Rodrigo Díaz nasceu por volta de 1043 na pequena nobreza de Vivar, uma aldeia ao norte de Burgos, e foi criado na corte de Fernando I. Sob Sancho II tornou-se armiger regis, o porta-estandarte do rei, ainda na casa dos vinte. Sancho foi assassinado em 1072, seu irmão Afonso VI ficou com Castela, e Rodrigo nunca encontrou chão firme naquela corte: em 1081 atacou a taifa de Toledo sem ordens e foi exilado por isso.
O exílio foi o que o fez. Alugou a si mesmo e a seus homens ao governante muçulmano de Saragoça e lutou por aquele emirado por quase uma década, vencendo exércitos cristãos e muçulmanos sem fazer muita distinção entre eles. Os dois nomes lhe foram dados por outros: El Cid, do árabe al-sayyid, o senhor, e Campeador, do latim para o homem que vence o campo. Na década de 1090 já trabalhava por conta própria na costa do Mediterrâneo, cobrando tributo de Valência antes de tomar a própria cidade em junho de 1094, depois de um cerco de cerca de vinte meses.
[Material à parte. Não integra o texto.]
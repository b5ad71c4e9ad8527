// 职责：保留式场景渲染器。驱动器通过句柄增删图元，窗口每帧把场景完整重绘一次。

use std::time::Duration;

use log::{debug, info};
use macroquad::prelude::*;

use crate::animation::{AnimationConfig, AnimationDriver};
use crate::basic_structs::Vector2D;
use crate::error::BezierResult;
use crate::render::{LineStyle, RenderHandle, Renderer};

/// 绘图窗口显示的世界坐标范围 [-EXTENT, EXTENT]
pub const EXTENT: f64 = 100.0;
const GRID_STEP: f64 = 25.0;
const LABEL_SIZE: f32 = 18.0;

/// 世界坐标与屏幕坐标之间的变换。
///
/// 假定世界中 Y 轴向上，X 轴向右；原点位于绘图区中心。
#[derive(Debug, Clone, Copy)]
pub struct View {
    /// 像素/单位
    scale: f64,
    origin: Vec2,
}

impl View {
    /// 按当前窗口大小计算，使 [-EXTENT, EXTENT] 的正方形完整可见
    pub fn fit_window() -> Self {
        let top_margin = 60.0;
        let usable_h = screen_height() - top_margin - 20.0;
        let side = screen_width().min(usable_h).max(1.0) as f64;
        Self {
            scale: side / (2.0 * EXTENT * 1.05),
            origin: vec2(screen_width() / 2.0, top_margin + usable_h / 2.0),
        }
    }

    pub fn world_to_screen(&self, world_pos: Vector2D) -> Vec2 {
        vec2(
            self.origin.x + (world_pos.x * self.scale) as f32,
            self.origin.y - (world_pos.y * self.scale) as f32, // Y 轴反转
        )
    }

    pub fn screen_to_world(&self, screen_pos: Vec2) -> Vector2D {
        Vector2D {
            x: (screen_pos.x - self.origin.x) as f64 / self.scale,
            y: (self.origin.y - screen_pos.y) as f64 / self.scale, // Y 轴反转
        }
    }

    pub fn contains(&self, world_pos: Vector2D) -> bool {
        world_pos.x.abs() <= EXTENT && world_pos.y.abs() <= EXTENT
    }
}

/// 绘制 [-100, 100] 的绘图框、网格和坐标轴
pub fn draw_axes(view: &View) {
    let grid_color = Color::new(0.0, 0.0, 0.0, 0.08);
    let lo = view.world_to_screen(Vector2D::new(-EXTENT, -EXTENT));
    let hi = view.world_to_screen(Vector2D::new(EXTENT, EXTENT));

    let mut v = -EXTENT;
    while v <= EXTENT {
        let x = view.world_to_screen(Vector2D::new(v, 0.0)).x;
        let y = view.world_to_screen(Vector2D::new(0.0, v)).y;
        draw_line(x, hi.y, x, lo.y, 1.0, grid_color);
        draw_line(lo.x, y, hi.x, y, 1.0, grid_color);
        draw_text(&format!("{v:.0}"), x - 10.0, lo.y + 16.0, 14.0, GRAY);
        draw_text(&format!("{v:.0}"), lo.x - 32.0, y + 4.0, 14.0, GRAY);
        v += GRID_STEP;
    }

    draw_rectangle_lines(lo.x, hi.y, hi.x - lo.x, lo.y - hi.y, 1.5, DARKGRAY);
    let o = view.world_to_screen(Vector2D::new(0.0, 0.0));
    draw_line(lo.x, o.y, hi.x, o.y, 1.0, LIGHTGRAY); // X 轴
    draw_line(o.x, hi.y, o.x, lo.y, 1.0, LIGHTGRAY); // Y 轴
}

pub fn draw_polyline_screen(view: &View, points: &[Vector2D], style: LineStyle) {
    let color = Color { a: style.opacity, ..style.color };
    match points {
        [] => {}
        [single] => {
            let p = view.world_to_screen(*single);
            draw_circle(p.x, p.y, style.width.max(1.5), color);
        }
        _ => {
            for pair in points.windows(2) {
                let p1 = view.world_to_screen(pair[0]);
                let p2 = view.world_to_screen(pair[1]);
                draw_line(p1.x, p1.y, p2.x, p2.y, style.width, color);
            }
        }
    }
}

enum SceneItem {
    Line { points: Vec<Vector2D>, style: LineStyle },
    Label { text: String, at: Vector2D },
}

/// macroquad 上的渲染器
pub struct SceneRenderer {
    items: Vec<(RenderHandle, SceneItem)>,
    next_id: u64,
    title: String,
    legend: Option<(RenderHandle, String)>,
    /// 在这个时刻 (get_time) 之前不推进驱动器
    hold_until: f64,
    progress: Option<(usize, usize, f64)>,
}

impl SceneRenderer {
    pub fn new() -> Self {
        Self {
            items: Vec::new(),
            next_id: 0,
            title: String::new(),
            legend: None,
            hold_until: 0.0,
            progress: None,
        }
    }

    fn issue(&mut self) -> RenderHandle {
        let handle = RenderHandle(self.next_id);
        self.next_id += 1;
        handle
    }

    pub fn is_holding(&self) -> bool {
        get_time() < self.hold_until
    }

    pub fn item_count(&self) -> usize {
        self.items.len()
    }

    /// 重绘整个场景
    pub fn present(&self) {
        clear_background(WHITE);
        let view = View::fit_window();
        draw_axes(&view);

        // 先画线，再画标签，避免标签被遮挡
        for (_, item) in &self.items {
            if let SceneItem::Line { points, style } = item {
                draw_polyline_screen(&view, points, *style);
            }
        }
        for (_, item) in &self.items {
            if let SceneItem::Label { text, at } = item {
                let p = view.world_to_screen(*at);
                draw_text(text, p.x + 4.0, p.y - 4.0, LABEL_SIZE, BLACK);
            }
        }

        let title_size = 32.0;
        let dims = measure_text(&self.title, None, title_size as u16, 1.0);
        draw_text(&self.title, (screen_width() - dims.width) / 2.0, 40.0, title_size, BLACK);

        self.draw_legend();
        self.draw_info_panel();
    }

    fn draw_legend(&self) {
        let Some((handle, text)) = &self.legend else { return };
        let style = self.items.iter().find_map(|(h, item)| match item {
            SceneItem::Line { style, .. } if h == handle => Some(*style),
            _ => None,
        });
        let Some(style) = style else { return };

        let dims = measure_text(text, None, 18, 1.0);
        let w = dims.width + 60.0;
        let x = screen_width() - w - 20.0;
        let y = 70.0;
        draw_rectangle(x, y, w, 30.0, Color::new(1.0, 1.0, 1.0, 0.9));
        draw_rectangle_lines(x, y, w, 30.0, 1.0, LIGHTGRAY);
        draw_line(x + 8.0, y + 15.0, x + 40.0, y + 15.0, style.width.max(1.5), style.color);
        draw_text(text, x + 48.0, y + 20.0, 18.0, BLACK);
    }

    fn draw_info_panel(&self) {
        if let Some((frame, frame_count, t)) = self.progress {
            draw_text(&format!("F: {}/{}", frame + 1, frame_count), 20.0, 30.0, 20.0, DARKGRAY);
            draw_text(&format!("t = {t:.3}"), 20.0, 52.0, 20.0, DARKGRAY);
        }
        draw_text("R: Restart | ESC: Quit", 20.0, screen_height() - 12.0, 18.0, GRAY);
    }
}

impl Default for SceneRenderer {
    fn default() -> Self {
        Self::new()
    }
}

impl Renderer for SceneRenderer {
    fn set_title(&mut self, title: &str) {
        self.title = title.to_string();
    }

    fn draw_polyline(&mut self, points: &[Vector2D], style: LineStyle) -> RenderHandle {
        let handle = self.issue();
        self.items.push((handle, SceneItem::Line { points: points.to_vec(), style }));
        handle
    }

    fn draw_label(&mut self, text: &str, at: Vector2D) -> RenderHandle {
        let handle = self.issue();
        self.items.push((handle, SceneItem::Label { text: text.to_string(), at }));
        handle
    }

    fn remove(&mut self, handle: RenderHandle) {
        self.items.retain(|(h, _)| *h != handle);
    }

    fn pause(&mut self, duration: Duration) {
        self.hold_until = get_time() + duration.as_secs_f64();
    }

    fn show_legend(&mut self, handle: RenderHandle, text: &str) {
        self.legend = Some((handle, text.to_string()));
    }

    fn frame_started(&mut self, frame: usize, frame_count: usize, t: f64) {
        self.progress = Some((frame, frame_count, t));
    }
}

/// 窗口主循环：按渲染器的停顿节奏推进驱动器，动画结束后保持显示直到关闭窗口
pub async fn run_animation(seeds: Vec<Vector2D>, config: AnimationConfig) -> BezierResult<()> {
    let mut driver = AnimationDriver::new(seeds, config, SceneRenderer::new())?;

    loop {
        if is_key_pressed(KeyCode::Escape) {
            info!("closed by user");
            break;
        }
        if is_key_pressed(KeyCode::R) {
            debug!("restarting animation");
            driver = AnimationDriver::new(
                driver.seeds().to_vec(),
                driver.config().clone(),
                SceneRenderer::new(),
            )?;
        }

        if !driver.is_done() && !driver.renderer().is_holding() {
            driver.step()?;
        }

        driver.renderer().present();
        next_frame().await
    }

    debug!("scene held {} items at exit", driver.into_renderer().item_count());
    Ok(())
}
Manteve Valência por cinco anos, nominalmente em nome de Afonso e na prática como um Estado seu, e derrotou os almorávidas diante das muralhas em Cuarte, em 1094, quando ninguém mais na Espanha os estava derrotando. Morreu lá em 10 de julho de 1099. Sua mulher, Jimena, segurou a cidade por mais três anos, depois a incendiou e partiu. Por volta de 1200 alguém escreveu sobre ele o Cantar de mio Cid, a mais antiga epopeia castelhana que sobrevive, e é por isso que um soldado profissional de aluguel é lembrado como um poema.